Instead, we lean on LLMs to propose targeted improvements to the parent’s code. We do not need the LLM to be reliable enough to guarantee an improvement every single time. Nor do we need it to come up with a solution that generalizes across all inputs right away. Unsuccessful improvement attempts will automatically receive a lower score, and hence become less likely to be sampled as parents further on. As long as the LLM every now and then generates a modification that leads to a better score, that solution will be picked more often moving forward and be used as a basis for further improvement.

That being said, the more often a mutation is beneficial, the more efficient the evolution process becomes. Our evolver implements several techniques to maximize the success rate of mutations, as we will discuss next.

Mutator inputs

An illustration showing the inputs into a mutator: The code from a sampled parent organism, a local learning log with multiple entries, and a sampling of n failure cases from the parent's evaluation on the training data set.

In Darwin Gödel Machines, the mutating LLM is given the parent’s code, as well as details about a single, randomly sampled, input on which the parent failed (the failure case).

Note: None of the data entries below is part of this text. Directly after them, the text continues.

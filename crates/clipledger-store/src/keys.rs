//! Key encoding utilities for `RocksDB`.
//!
//! User ids are variable length, so per-user index keys carry a one-byte
//! length prefix. Without it `user_1` would be a key prefix of `user_10`.

use clipledger_core::{JobId, TransactionId, UserId};

/// Create an account key from a user ID.
#[must_use]
pub fn account_key(user_id: &UserId) -> Vec<u8> {
    user_id.as_bytes().to_vec()
}

/// Create a job key from a job ID.
#[must_use]
pub fn job_key(job_id: &JobId) -> Vec<u8> {
    job_id.to_bytes().to_vec()
}

/// Create a transaction key from a transaction ID.
#[must_use]
pub fn transaction_key(transaction_id: &TransactionId) -> Vec<u8> {
    transaction_id.to_bytes().to_vec()
}

/// Create a redemption code key.
#[must_use]
pub fn code_key(code: &str) -> Vec<u8> {
    code.as_bytes().to_vec()
}

/// Prefix shared by every index entry of one user.
///
/// Format: `len (1 byte) || user_id`
#[must_use]
pub fn user_prefix(user_id: &UserId) -> Vec<u8> {
    let bytes = user_id.as_bytes();
    let mut key = Vec::with_capacity(1 + bytes.len() + 16);
    // UserId caps its length well below 256.
    key.push(u8::try_from(bytes.len()).unwrap_or(u8::MAX));
    key.extend_from_slice(bytes);
    key
}

/// Create a per-user index key.
///
/// Format: `len (1 byte) || user_id || ulid (16 bytes)`
///
/// Since ULIDs are time-ordered, a user's entries sort by creation time.
#[must_use]
pub fn user_index_key(user_id: &UserId, ulid_bytes: [u8; 16]) -> Vec<u8> {
    let mut key = user_prefix(user_id);
    key.extend_from_slice(&ulid_bytes);
    key
}

/// Extract the trailing ULID bytes from a per-user index key.
#[must_use]
pub fn extract_ulid(key: &[u8]) -> Option<[u8; 16]> {
    let start = key.len().checked_sub(16)?;
    key[start..].try_into().ok()
}

#[cfg(test)]
mod tests {
    use super::*;

    #[test]
    fn job_key_length() {
        assert_eq!(job_key(&JobId::generate()).len(), 16);
    }

    #[test]
    fn user_index_key_format() {
        let user_id = UserId::new("user_1").unwrap();
        let job_id = JobId::generate();
        let key = user_index_key(&user_id, job_id.to_bytes());

        assert_eq!(key[0], 6);
        assert_eq!(&key[1..7], b"user_1");
        assert_eq!(&key[7..], job_id.to_bytes());
        assert!(key.starts_with(&user_prefix(&user_id)));
    }

    #[test]
    fn prefixes_do_not_collide() {
        let short = UserId::new("user_1").unwrap();
        let long = UserId::new("user_10").unwrap();
        let key = user_index_key(&long, JobId::generate().to_bytes());
        assert!(!key.starts_with(&user_prefix(&short)));
    }

    #[test]
    fn extract_roundtrip() {
        let user_id = UserId::new("u").unwrap();
        let tx_id = TransactionId::generate();
        let key = user_index_key(&user_id, tx_id.to_bytes());

        let extracted = extract_ulid(&key).map(TransactionId::from_bytes);
        assert_eq!(extracted, Some(tx_id));
        assert_eq!(extract_ulid(&[1, 2, 3]), None);
    }
}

The failure case description for the LLM can include ground-truth information, as well as details about the parent’s performance on it (such as final outputs, debug logs, or traces). The LLM is then asked to analyze the failure case and suggest an improvement idea that is subsequently implemented.

In our Darwinian Evolver, we build upon this approach, but introduce several enhancements:

  1. Batch mutations: Rather than providing only a single failure case to the mutator, we support exposing and analyzing multiple failure points simultaneously. This is roughly equivalent to the use of mini-batches in Stochastic Gradient Descent. Batch mutations allow for faster progression per iteration, as a single mutator can attempt to improve over multiple failure cases in a single go.
  2. Separate training and scoring data sets: The training data set is used for providing mutator feedback, while a separate scoring data set is used for assigning fitness scores. This setup helps discourage mutations that are narrowly geared towards only the provided failure cases, while making sure that improvements that generalize across many inputs will be selected for.
  3. Learning log: The learning log is a list of past mutations together with their observed impact on the fitness score. For a given mutator call, a selection of learning log entries that come from a local neighborhood around the parent is provided. The learning log represents mutations as a code diff or change description, rather than as a full snapshot of the resulting organism. Thus, learning log entries provide a direct, differential signal on which specific change in an organism’s code led to a resulting change in performance.
  4. Crossover mutations: Crossover mutations are an alternative to the learning log that acts across the entire population. They work well for problems in which discoveries made in one evolutionary branch can be easily transferred into a different branch. Crossover mutations work by sampling not one, but multiple parents for a single mutation. The mutating LLM is prompted to combine the best ideas from each parent into a unified output organism. Sakana’s ShinkaEvolve also adopted a similar crossover mutator, although their variant is limited to two parents at a time. Note that while both learning log and crossover mutations can reduce overall diversity in the population, they add efficiency by allowing rare discoveries made in one ancestral line to be shared beyond the direct ancestors.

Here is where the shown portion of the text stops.